What we have learned over time is that the most important relationship in how an associate feels about their company is their immediate leader, their manager. [And] we continue to really lean in on our investment in our management team to make sure that we’re listening. What are the emerging needs of the workforce that we have today? What are ways that we can engage purposefully in connecting people to the Nationwide culture, no matter where they live? That is a programmatic effort that we have across the company.
I would say we’ve got less than 10 percent of our workforce that is permanently in office. So, I said, we’ve got about 50 percent of our workforce that is permanent work-from-home. We’ve got about 40 percent of the workforce in P/C that is hybrid today—there is some connectivity into an office, but they may work in the office two days a week, a couple of weeks out of the month.
[The key] is making sure that it’s done with purpose. How do we have teams together at the right time to foster collaboration…Rather than just come into an office [and] you sit at your desk every day, what are the engaging opportunities that we have so that when people are in the office, there are certain activities that lend more to driving that comradery…
I don’t know that anyone has the perfect answer for how this will all work today. The most important thing is to be flexible and adaptable, and as a leadership team be willing to listen.
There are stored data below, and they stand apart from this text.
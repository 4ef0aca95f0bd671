// SPDX-License-Identifier: Apache-2.0
// Copyright Open Network Fabric Authors

//! Field level validation of decoded payloads.
//!
//! Every numeric field of a pattern item is checked in two tiers:
//!
//! 1. against the `spec` of the same item when the candidate is a `mask` or `last`
//!    ([`check_field`]): a field cannot be constrained unless `spec` sets it, and the upper bound
//!    of a range cannot be below its lower bound.
//! 2. against the bit width of the protocol field ([`check_width_u8`], [`check_width_u16`]),
//!    whatever the role of the candidate.
//!
//! Action configurations have no `mask` or `last`; they are validated in the [`Role::Spec`] role
//! against themselves, so only the second tier applies.

use std::fmt::Display;

/// The role of a payload within a pattern item.
#[derive(Debug, Clone, Copy, PartialEq, Eq, Hash)]
pub enum Role {
    Spec,
    Last,
    Mask,
}

impl Display for Role {
    fn fmt(&self, f: &mut std::fmt::Formatter<'_>) -> std::fmt::Result {
        f.write_str(match self {
            Role::Spec => "spec",
            Role::Last => "last",
            Role::Mask => "mask",
        })
    }
}

/// A field constraint violation.
#[derive(Debug, Clone, PartialEq, Eq, thiserror::Error)]
pub enum FieldError {
    #[error("spec.{field} must be specified when {role}.{field} is set")]
    SpecMissing { field: &'static str, role: Role },
    #[error("last.{field} ({last}) must not be lower than spec.{field} ({spec})")]
    LastBelowSpec {
        field: &'static str,
        spec: u64,
        last: u64,
    },
    #[error("{field} must be in 0-{max} range, got {value}")]
    OutOfRange {
        field: &'static str,
        max: u64,
        value: u64,
    },
    #[error("invalid {field}: {reason}")]
    Invalid { field: &'static str, reason: String },
    #[error("payload shape mismatch: expected {expected}, found {found}")]
    ShapeMismatch {
        expected: &'static str,
        found: &'static str,
    },
}

/// Field validation of a wire shape.
pub trait FieldCheck {
    /// False for shapes which decode but whose fields are not validated.
    const STRICT: bool = true;

    /// Validate `self`, used in `role`, against the `spec` of the same item.
    ///
    /// When `role` is [`Role::Spec`], `spec` is `self`.
    ///
    /// # Errors
    ///
    /// Returns the first constraint which does not hold.
    fn validate(&self, spec: &Self, role: Role) -> Result<(), FieldError>;
}

/// Cross check one field of a `mask` or `last` candidate against `spec`.
///
/// # Errors
///
/// * [`FieldError::SpecMissing`] if the candidate sets a field `spec` leaves at 0,
/// * [`FieldError::LastBelowSpec`] if a `last` value is lower than `spec`.
pub fn check_field<T: Into<u64>>(
    field: &'static str,
    spec: T,
    candidate: T,
    role: Role,
) -> Result<(), FieldError> {
    let (spec, candidate) = (spec.into(), candidate.into());
    if role == Role::Spec {
        return Ok(());
    }
    if spec == 0 && candidate != 0 {
        return Err(FieldError::SpecMissing { field, role });
    }
    if role == Role::Last && candidate < spec {
        return Err(FieldError::LastBelowSpec {
            field,
            spec,
            last: candidate,
        });
    }
    Ok(())
}

/// Check `value` against an arbitrary upper bound.
///
/// # Errors
///
/// [`FieldError::OutOfRange`] if `value > max`.
pub fn check_max<T: Into<u64>>(field: &'static str, value: T, max: T) -> Result<(), FieldError> {
    let (value, max) = (value.into(), max.into());
    if value > max {
        return Err(FieldError::OutOfRange { field, max, value });
    }
    Ok(())
}

/// Width check of an 8 bit field.
///
/// # Errors
///
/// [`FieldError::OutOfRange`] above 255.
pub fn check_width_u8(field: &'static str, value: u32) -> Result<(), FieldError> {
    check_max(field, value, u32::from(u8::MAX))
}

/// Width check of a 16 bit field.
///
/// # Errors
///
/// [`FieldError::OutOfRange`] above 65535.
pub fn check_width_u16(field: &'static str, value: u32) -> Result<(), FieldError> {
    check_max(field, value, u32::from(u16::MAX))
}

/// Both tiers for an 8 bit field.
pub(crate) fn check_u8(
    field: &'static str,
    spec: u32,
    candidate: u32,
    role: Role,
) -> Result<(), FieldError> {
    check_field(field, spec, candidate, role)?;
    check_width_u8(field, candidate)
}

/// Both tiers for a 16 bit field.
pub(crate) fn check_u16(
    field: &'static str,
    spec: u32,
    candidate: u32,
    role: Role,
) -> Result<(), FieldError> {
    check_field(field, spec, candidate, role)?;
    check_width_u16(field, candidate)
}

/// Shapes which decode but whose fields are not validated.
macro_rules! unvalidated {
    ($($wire:ty),+ $(,)?) => {
        $(
            impl $crate::field::FieldCheck for $wire {
                const STRICT: bool = false;

                fn validate(
                    &self,
                    _spec: &Self,
                    _role: $crate::field::Role,
                ) -> Result<(), $crate::field::FieldError> {
                    Ok(())
                }
            }
        )+
    };
}

mod action;
mod item;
I think that’s our big learning through all of this: No matter what we thought all of our good laid plans would bring us, the most important part was establishing associate feedback sessions…
We’ve relied heavily upon associate resource groups to give us feedback, to help shape where we need to go for the future. It has been probably the best thing that we’ve done, making sure that we continue to always have that open door policy to figure out what we need to do next.